In a soliloquy (known as the 'Dagger Soliloquy') from Macbeth, Macbeth alludes to Tarquin as a 'trope of stealth':
With Tarquin's ravishing strides, towards his design
Moves like a ghost. (Act 2 Scene 1, Lines 5-6)
In Shakespeare's history play Julius Caesar (Act 2, Scene 1), the character Brutus reflects on his ancestor's role in overthrowing Tarquin's father and the monarchy:
 … Shall Rome stand under one man's awe?
What, Rome?

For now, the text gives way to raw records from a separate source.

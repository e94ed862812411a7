use std::sync::Arc;
use std::time::{Duration, Instant};

use anyhow::Result;
use tokio::signal;
use tokio::sync::broadcast;

use telemetry_spool::config::Settings;
use telemetry_spool::queue::{QueueConfig, QueueFacade};
use telemetry_spool::server::{self, AppState};
use telemetry_spool::shutdown::GracefulShutdown;
use telemetry_spool::tasks::StatusReporter;
use telemetry_spool::telemetry::init_telemetry;
use telemetry_spool::transport::{create_transport, BackoffConfig, ConnectionMonitor, LinkHealth};

#[tokio::main]
async fn main() -> Result<()> {
    let start_time = Instant::now();

    // Load configuration
    let settings = Arc::new(Settings::new()?);

    // Initialize tracing
    let _telemetry_guard = init_telemetry(&settings.log, &settings.otel)?;
    tracing::info!(version = env!("CARGO_PKG_VERSION"), "Configuration loaded");

    let (shutdown_tx, _) = broadcast::channel::<()>(1);
    let (events_tx, _) = broadcast::channel(16);

    // Queue and transport
    let transport = create_transport(&settings.transport);
    let queue_config = QueueConfig::from_settings(&settings.queue)
        .with_publish_timeout(settings.transport.publish_timeout());
    let queue = Arc::new(QueueFacade::new(queue_config, transport.clone()));

    let mut tasks = Vec::new();

    // Subscribe before the monitor can emit its first event
    tasks.push(queue.register(events_tx.subscribe(), shutdown_tx.subscribe()));

    let link_health = Arc::new(LinkHealth::new());
    let monitor = ConnectionMonitor::new(
        transport.clone(),
        link_health.clone(),
        events_tx.clone(),
        Duration::from_millis(settings.transport.probe_interval_ms),
        BackoffConfig::from_transport(&settings.transport),
        shutdown_tx.subscribe(),
    )
    .with_probe_timeout(settings.transport.probe_timeout());
    tasks.push(tokio::spawn(monitor.run()));

    if settings.producer.enabled {
        let reporter = StatusReporter::new(
            settings.producer.clone(),
            queue.clone(),
            start_time,
            shutdown_tx.subscribe(),
        );
        tasks.push(tokio::spawn(reporter.run()));
    }

    if settings.server.enabled {
        let state = AppState::new(
            settings.clone(),
            queue.clone(),
            link_health.clone(),
            transport.kind(),
            start_time,
        );
        let addr = settings.server_addr();
        let server_shutdown = shutdown_tx.subscribe();
        tasks.push(tokio::spawn(async move {
            if let Err(e) = server::serve(state, &addr, server_shutdown).await {
                tracing::error!(error = %e, "Status API failed");
            }
        }));
    }

    tracing::info!(
        transport = %transport.kind(),
        store_path = %settings.queue.store_path,
        "Telemetry spool running"
    );

    let reason = wait_for_signal().await;

    let result = GracefulShutdown::new(queue, shutdown_tx)
        .execute(reason, tasks)
        .await;
    if !result.success {
        tracing::warn!("Shutdown did not complete cleanly");
    }

    tracing::info!("Telemetry spool stopped");
    Ok(())
}

async fn wait_for_signal() -> &'static str {
    let ctrl_c = async {
        if let Err(e) = signal::ctrl_c().await {
            tracing::error!(error = %e, "Failed to listen for Ctrl+C");
            std::future::pending::<()>().await;
        }
    };

    #[cfg(unix)]
    let terminate = async {
        match signal::unix::signal(signal::unix::SignalKind::terminate()) {
            Ok(mut stream) => {
                stream.recv().await;
            }
            Err(e) => {
                tracing::error!(error = %e, "Failed to install SIGTERM handler");
                std::future::pending::<()>().await;
            }
        }
    };

    #[cfg(not(unix))]
    let terminate = std::future::pending::<()>();

    tokio::select! {
        _ = ctrl_c => {
            tracing::info!("Received Ctrl+C, initiating graceful shutdown");
            "ctrl_c"
        }
        _ = terminate => {
            tracing::info!("Received terminate signal, initiating graceful shutdown");
            "terminate"
        }
    }
}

My ancestors did from the streets of Rome the Tarquin drive, when he was call'd a king.

Tarquin, under his first name Sextus, is present with the Etruscan army in Thomas Babington Macaulay's Lays of Ancient Rome, when Lars Porsena, King of Clusium, attempts to restore the Tarquin dynasty to the Roman throne:

By the right wheel rode Mamilius, prince of the Latian name,

And by the left false Sextus, who wrought the deed of shame.

But when the face of Sextus was seen among the foes,

A yell that rent the firmament from all the town arose.

On the house-tops was no woman but spat toward him and hissed,

No child but screamed out curses, and shook its little fist.

Lucretia's rape is also the subject of Benjamin Britten's 1946 opera The Rape of Lucretia.